When Fruit or Veggie Doesn't Cut It.
Definitely Red. Hopefully Juicy.
Fruit or Veggie? #TheWorldMayNeverKnow
OK - for the sake of this post, let's just pretend that time travel is a thing and we go back to a time before scientists decided that tomatoes are a fruit.
A time when tomatoes didn't have a place.
A time when the world was freaking out because the thing they knew as a vegetable might not be a vegetable.
A time when tomatoes could potentially be categorized as... miscellaneous.
I remember the day I learned what that word (miscellaneous) meant.
My mom wrote it on a tab in a binder I kept for school and after-school activities. I asked (as every kid would) “Mommy, what does mesk-a-len-i-ous mean?” to which she responded,
“mis-cel-lan-e-ous means ‘other’. So, this is for the things that don’t fit into any of the sections, or categories, that we already have. For example, if you drew a picture just because you felt like drawing, you couldn’t put it in the science section, the math section, or any other school section, so you can put it in the other or "miscellaneous" section”.
Now your next question might be, “ummm, Kylie, your momma did not speak to your 7-year-old self with categories and example and especially not ‘miscellaneous’!” to which I would respond “one, that’s not a question and two, she sure did!”
When I was little, my mom would - for lack of better words – ‘dumb things down’,to help me understand certain things, but not too much to baby me. She knew I was more capable than I believed I was and pushed me to learn more than I came for.

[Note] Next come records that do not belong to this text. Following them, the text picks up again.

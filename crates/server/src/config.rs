/// 配置管理

use serde::Deserialize;

#[derive(Debug, Clone, Deserialize)]
pub struct Config {
    pub server_host: String,
    pub server_port: u16,
    pub ws_path: String,
    pub static_file_dir: Option<String>,
    pub max_clients: Option<usize>,
    pub log_level: String,
}

impl Config {
    /// 从环境变量加载配置
    pub fn from_env() -> anyhow::Result<Self> {
        let server_host = std::env::var("SERVER_HOST")
            .unwrap_or_else(|_| "0.0.0.0".to_string());

        let server_port = std::env::var("SERVER_PORT")
            .unwrap_or_else(|_| "7777".to_string())
            .parse()?;

        let mut ws_path = std::env::var("UNIJ_WS_PATH")
            .unwrap_or_else(|_| "/unij".to_string());
        if !ws_path.starts_with('/') {
            ws_path.insert(0, '/');
        }

        // 未设置时不提供静态文件服务
        let static_file_dir = std::env::var("STATIC_FILE_DIR")
            .ok()
            .filter(|dir| !dir.is_empty());

        let max_clients = match std::env::var("MAX_CLIENTS") {
            Ok(value) if !value.is_empty() => Some(value.parse()?),
            _ => None,
        };

        let log_level = std::env::var("LOG_LEVEL")
            .unwrap_or_else(|_| "debug".to_string());

        Ok(Self {
            server_host,
            server_port,
            ws_path,
            static_file_dir,
            max_clients,
            log_level,
        })
    }
}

To say the least, that day ended with about 572 repetitions of the word “mes-shel-lan-ee-us”. It also marked the beginning of me trying to find everything that was 'miscellaneous'.
Zebras: horse or donkey? Miscellaneous.
Lions: a big @$$ cat or Simba? Miscellaneous.
Binoculars: thick af glasses or magnifying glass? Miscellaneous.
Me: black or white? … mixed … miscellaneous.
Now, at 7 years old I was probably overgeneralizing the reach of the word, but it helped me to question certain complexities I hadn’t thought about before.
What I started to understand was that miscellaneous meant more than ‘other’. It meant that ‘said thing’ didn’t fit nicely into any particular category - For example: Tomatoes!
The lesson that took me 13 years to learn:
Just because it doesn’t fit into a category, doesn’t mean it’s not important.
My mom clearly didn’t think that a drawing of mine was more or less important than my English homework. They both taught me different but necessary things: creativity and communication.
Although tomatoes may not fit into a neat category, they are associated with health benefits (reducing risks for cancer and heart disease); also, a great source of many vitamins and minerals (i.e. Vitamin C, Potassium, Vitamin K).
And not to mention,
Zebras: Boldly striped.
Lions: Fearless Kings of the jungle.
Binoculars: See farther things more clearly.
Me: Human. (also, a 7-year-old thinking about miscellaneous things) *shrug*
Long story short:
Somethings are just too complex to be categorized.
Truthfully, the goal should never be ‘find a category and live in it’. We should all strive to be tomatoes! Not in the sense that we are red… but in the sense that we don’t fit into any one category – we fit into many.
Each of us have special and unique things to offer this world and other people. And in my opinion, we shouldn’t have to choose or be defined by just one.